### Try it
Your task is to count the lines of the entries below that include the word "clap" and to give only the resulting number.
### Supplied material ###
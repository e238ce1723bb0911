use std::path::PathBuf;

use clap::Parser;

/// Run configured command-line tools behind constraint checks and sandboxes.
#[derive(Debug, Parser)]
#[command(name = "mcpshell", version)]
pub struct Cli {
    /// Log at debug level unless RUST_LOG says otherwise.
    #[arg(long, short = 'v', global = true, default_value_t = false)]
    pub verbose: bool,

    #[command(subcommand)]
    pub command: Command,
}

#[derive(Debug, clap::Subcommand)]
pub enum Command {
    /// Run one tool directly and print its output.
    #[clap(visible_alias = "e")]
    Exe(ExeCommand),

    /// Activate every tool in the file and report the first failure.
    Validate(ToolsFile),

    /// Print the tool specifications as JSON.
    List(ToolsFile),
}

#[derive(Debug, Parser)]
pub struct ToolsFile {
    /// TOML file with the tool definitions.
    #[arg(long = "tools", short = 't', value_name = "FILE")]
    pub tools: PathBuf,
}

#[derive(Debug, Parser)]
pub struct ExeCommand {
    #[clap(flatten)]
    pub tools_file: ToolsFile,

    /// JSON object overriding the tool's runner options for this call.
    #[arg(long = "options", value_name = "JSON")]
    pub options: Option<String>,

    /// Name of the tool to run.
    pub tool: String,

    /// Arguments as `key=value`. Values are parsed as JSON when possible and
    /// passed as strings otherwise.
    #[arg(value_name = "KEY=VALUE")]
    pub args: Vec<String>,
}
###
### Reply to the task
4